As a luxury snacking range with a strong on-trade/supermarket presence, Made for Drinks has seen its sales drop by 70% overnight as food outlets prioritise essentials. “As a young business we’ve prioritised our team & cash position to protect employee jobs, a process that all nine of us were involved in, so we’re in the best position to explode back into the marketplace when things improve.  In the meantime we’re progressing longer-term goals, which include, removing all plastic from packaging, open & transparent supply chain/animal welfare standards by 2020 and completely carbon neutral by 2025! We’re also working with the local council to access our production facility to help feed the elderly and vulnerable of Maidenhead.”

Curiously, premium tier dog treat companies are enjoying significant uplifts in volumes domestic ally and overseas with foreign peers in full lockdown. According to Callum Griffiths of Clydach Farm, “We’re operating at six to seven times our usual weekly volumes and have had to adjust shift patterns to cover a 24/7 pick, pack and dispatch operation.” Prash Patwardhan (Pawfect Foods) says they’re benefitting from the fact that, “pet parents are paying greater attention to ingredient decks, comparing nutritional credentials whilst rejecting brands awash with ‘synthetic nasties’.”
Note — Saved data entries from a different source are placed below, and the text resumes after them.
//! Template catalog repository: roadmaps, meeting templates, agenda item
//! templates, task templates, and the links between them.
//!
//! # Responsibility
//! - Persist the read-mostly template graph.
//! - Resolve override identity queries (canonical vs counselor-owned task
//!   templates sharing a roadmap key).
//!
//! # Invariants
//! - Template list queries are deterministically ordered (`ord`, then `key`).
//! - Canonical/override uniqueness is enforced by partial unique indexes on
//!   `task_templates`; archived rows never participate.

use crate::model::roadmap::{
    AgendaItemTemplate, AgendaItemTemplateId, MeetingPhase, MeetingTemplate, MeetingTemplateId,
    Roadmap, RoadmapId, RoadmapKey,
};
use crate::model::student::CounselorId;
use crate::model::task::{SubmissionSettings, TaskTemplate, TaskTemplateId};
use crate::repo::{
    bool_to_int, column_bool, column_roadmap_key, column_uuid, column_uuid_opt, json_array_text,
    json_object_text, parse_json_array, parse_json_object, parse_string_array, string_array_text,
    RepoError, RepoResult,
};
use rusqlite::{params, params_from_iter, Connection, Row};

const TASK_TEMPLATE_SELECT_SQL: &str = "SELECT
    id,
    owner_id,
    roadmap_key,
    task_type,
    title,
    description,
    resource_links,
    diagnostic_link,
    form_link,
    allow_content,
    require_content,
    allow_file,
    require_file,
    allow_form,
    require_form,
    on_assign_tracker_update,
    on_complete_tracker_update,
    only_alter_tracker_values,
    archived_at
FROM task_templates";
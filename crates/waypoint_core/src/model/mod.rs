//! Domain model for the Waypoint back-office engine.

pub mod meeting;
pub mod roadmap;
pub mod student;
pub mod task;
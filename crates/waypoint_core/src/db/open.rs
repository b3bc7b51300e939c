//! Connection bootstrap for the engine's SQLite store.
//!
//! # Responsibility
//! - Open file or in-memory connections.
//! - Configure the pragmas core behavior relies on.
//! - Apply pending migrations before handing the connection out.
//!
//! # Invariants
//! - Returned connections have `foreign_keys=ON`.
//! - Returned connections are fully migrated.

use super::migrations::apply_migrations;
use super::DbResult;
use log::{error, info};
use rusqlite::Connection;
use std::path::Path;
use std::time::{Duration, Instant};

/// Opens the database file at `path` and applies pending migrations.
///
/// # Side effects
/// - Emits `db_open` logging events with duration and status.
pub fn open_db(path: impl AsRef<Path>) -> DbResult<Connection> {
    open_with("file", || Ok(Connection::open(path)?))
}

/// Opens a fresh in-memory database and applies pending migrations.
///
/// # Side effects
/// - Emits `db_open` logging events with duration and status.
pub fn open_db_in_memory() -> DbResult<Connection> {
    open_with("memory", || Ok(Connection::open_in_memory()?))
}

fn open_with(mode: &str, open: impl FnOnce() -> DbResult<Connection>) -> DbResult<Connection> {
    let started_at = Instant::now();
    info!("event=db_open module=db status=start mode={mode}");

    let result = open().and_then(|mut conn| {
        bootstrap_connection(&mut conn)?;
        Ok(conn)
    });

    match &result {
        Ok(_) => info!(
            "event=db_open module=db status=ok mode={mode} duration_ms={}",
            started_at.elapsed().as_millis()
        ),
        Err(err) => error!(
            "event=db_open module=db status=error mode={mode} duration_ms={} error={err}",
            started_at.elapsed().as_millis()
        ),
    }

    result
}

fn bootstrap_connection(conn: &mut Connection) -> DbResult<()> {
    conn.execute_batch("PRAGMA foreign_keys = ON;")?;
    conn.busy_timeout(Duration::from_secs(5))?;
    apply_migrations(conn)?;
    Ok(())
}
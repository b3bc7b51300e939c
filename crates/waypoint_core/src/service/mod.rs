//! Use-case services orchestrating repositories and domain rules.
//!
//! # Responsibility
//! - Template resolution and counselor overrides.
//! - Task instantiation and completion side effects.
//! - Meeting lifecycle transitions and the domain events they emit.
//! - Roadmap application and removal.
//!
//! # Invariants
//! - Services return emitted domain events to the caller; they never talk
//!   to external systems themselves.
//! - Multi-write operations expect to run inside `db::unit_of_work`.

pub mod meeting_service;
pub mod roadmap_service;
pub mod task_service;
pub mod template_resolver;
//! Meeting instance model and lifecycle state.
//!
//! # Responsibility
//! - Define concrete meetings and their agenda items.
//! - Model the Unscheduled/Scheduled/Cancelled lifecycle as a tagged variant,
//!   translated to the nullable start/end/cancelled storage triple only at
//!   the persistence boundary.
//!
//! # Invariants
//! - `Cancelled` is terminal; it retains the last scheduled window for
//!   history.
//! - A stored row with exactly one of start/end set is invalid data.

use serde::{Deserialize, Serialize};
use uuid::Uuid;

use crate::model::roadmap::{AgendaItemTemplateId, MeetingTemplateId};
use crate::model::student::StudentId;

/// Stable identifier for a meeting.
pub type MeetingId = Uuid;
/// Stable identifier for an agenda item.
pub type AgendaItemId = Uuid;

const MILLIS_PER_HOUR: f64 = 3_600_000.0;

/// Lifecycle state of a meeting.
#[derive(Debug, Clone, Copy, PartialEq, Eq, Serialize, Deserialize)]
#[serde(rename_all = "snake_case", tag = "state")]
pub enum MeetingStatus {
    Unscheduled,
    Scheduled {
        start: i64,
        end: i64,
    },
    /// Terminal. The last scheduled window is retained for history.
    Cancelled {
        at: i64,
        last_start: Option<i64>,
        last_end: Option<i64>,
    },
}

impl MeetingStatus {
    /// Reconstructs the status from the stored nullable triple.
    ///
    /// Returns `None` for unrepresentable combinations (exactly one of
    /// start/end present).
    pub fn from_columns(start: Option<i64>, end: Option<i64>, cancelled: Option<i64>) -> Option<Self> {
        if let Some(at) = cancelled {
            return match (start, end) {
                (Some(_), None) | (None, Some(_)) => None,
                (last_start, last_end) => Some(Self::Cancelled {
                    at,
                    last_start,
                    last_end,
                }),
            };
        }
        match (start, end) {
            (None, None) => Some(Self::Unscheduled),
            (Some(start), Some(end)) => Some(Self::Scheduled { start, end }),
            _ => None,
        }
    }

    /// Flattens the status back to the `(start, end, cancelled)` columns.
    pub fn to_columns(&self) -> (Option<i64>, Option<i64>, Option<i64>) {
        match *self {
            Self::Unscheduled => (None, None, None),
            Self::Scheduled { start, end } => (Some(start), Some(end), None),
            Self::Cancelled {
                at,
                last_start,
                last_end,
            } => (last_start, last_end, Some(at)),
        }
    }

    /// The active scheduled window, when there is one.
    pub fn scheduled_range(&self) -> Option<(i64, i64)> {
        match *self {
            Self::Scheduled { start, end } => Some((start, end)),
            _ => None,
        }
    }
}

/// A concrete meeting between a counselor and one student.
#[derive(Debug, Clone, PartialEq, Serialize, Deserialize)]
pub struct Meeting {
    pub id: MeetingId,
    pub student_id: StudentId,
    /// `None` for ad hoc meetings created outside any roadmap.
    pub meeting_template_id: Option<MeetingTemplateId>,
    pub title: String,
    pub status: MeetingStatus,
    /// Identifier of the mirrored event in the external calendar.
    pub external_event_id: Option<String>,
    pub private_notes: String,
    pub student_notes: String,
    pub notes_finalized: bool,
    pub notes_last_sent_at: Option<i64>,
}

impl Meeting {
    pub fn new(
        student_id: StudentId,
        meeting_template_id: Option<MeetingTemplateId>,
        title: impl Into<String>,
    ) -> Self {
        Self {
            id: Uuid::new_v4(),
            student_id,
            meeting_template_id,
            title: title.into(),
            status: MeetingStatus::Unscheduled,
            external_event_id: None,
            private_notes: String::new(),
            student_notes: String::new(),
            notes_finalized: false,
            notes_last_sent_at: None,
        }
    }

    /// Billable duration of the scheduled window, in hours.
    pub fn scheduled_hours(&self) -> Option<f64> {
        self.status
            .scheduled_range()
            .map(|(start, end)| (end - start) as f64 / MILLIS_PER_HOUR)
    }
}

/// One line on a meeting's agenda, from a template or counselor-authored.
#[derive(Debug, Clone, PartialEq, Serialize, Deserialize)]
pub struct AgendaItem {
    pub id: AgendaItemId,
    pub meeting_id: MeetingId,
    /// `None` for custom items typed in by the counselor.
    pub agenda_item_template_id: Option<AgendaItemTemplateId>,
    pub order: i64,
    pub counselor_title: String,
    pub student_title: String,
}

impl AgendaItem {
    pub fn from_template(
        meeting_id: MeetingId,
        template: &crate::model::roadmap::AgendaItemTemplate,
    ) -> Self {
        Self {
            id: Uuid::new_v4(),
            meeting_id,
            agenda_item_template_id: Some(template.id),
            order: template.order,
            counselor_title: template.counselor_title.clone(),
            student_title: template.student_title.clone(),
        }
    }

    pub fn custom(meeting_id: MeetingId, title: impl Into<String>) -> Self {
        let title = title.into();
        Self {
            id: Uuid::new_v4(),
            meeting_id,
            agenda_item_template_id: None,
            order: 1,
            counselor_title: title.clone(),
            student_title: title,
        }
    }
}

#[cfg(test)]
mod tests {
    use super::{Meeting, MeetingStatus};
    use uuid::Uuid;

    #[test]
    fn status_column_roundtrip() {
        let states = [
            MeetingStatus::Unscheduled,
            MeetingStatus::Scheduled {
                start: 1_000,
                end: 5_000,
            },
            MeetingStatus::Cancelled {
                at: 9_000,
                last_start: Some(1_000),
                last_end: Some(5_000),
            },
        ];
        for state in states {
            let (start, end, cancelled) = state.to_columns();
            assert_eq!(MeetingStatus::from_columns(start, end, cancelled), Some(state));
        }
    }

    #[test]
    fn half_open_window_is_rejected() {
        assert_eq!(MeetingStatus::from_columns(Some(1), None, None), None);
        assert_eq!(MeetingStatus::from_columns(None, Some(1), None), None);
        assert_eq!(MeetingStatus::from_columns(Some(1), None, Some(2)), None);
    }

    #[test]
    fn scheduled_hours_reflects_window() {
        let mut meeting = Meeting::new(Uuid::new_v4(), None, "kickoff");
        assert_eq!(meeting.scheduled_hours(), None);

        meeting.status = MeetingStatus::Scheduled {
            start: 0,
            end: 5_400_000,
        };
        assert_eq!(meeting.scheduled_hours(), Some(1.5));
    }
}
In truth the more one digs the more cause for optimism one unearths. Fitch Brew Co’s Emily Fitchett tells us that, “the hospitality-orientated nature of our brand meant it was vital that we recalibrated our activities to online/direct to customers opportunities and export where we have a meaningful foothold. As for Purely Plantain founder Stef Pellegrino, “the slowing down has given us the crucial breathing space we required to review our business model, fast track new flavour plans and fine-tune our investment model for the long haul.”

In short, food and drink SMEs like everyone else are being buffeted in the current coronavirus storm but you certainly wouldn’t bet against them beating the odds one more time.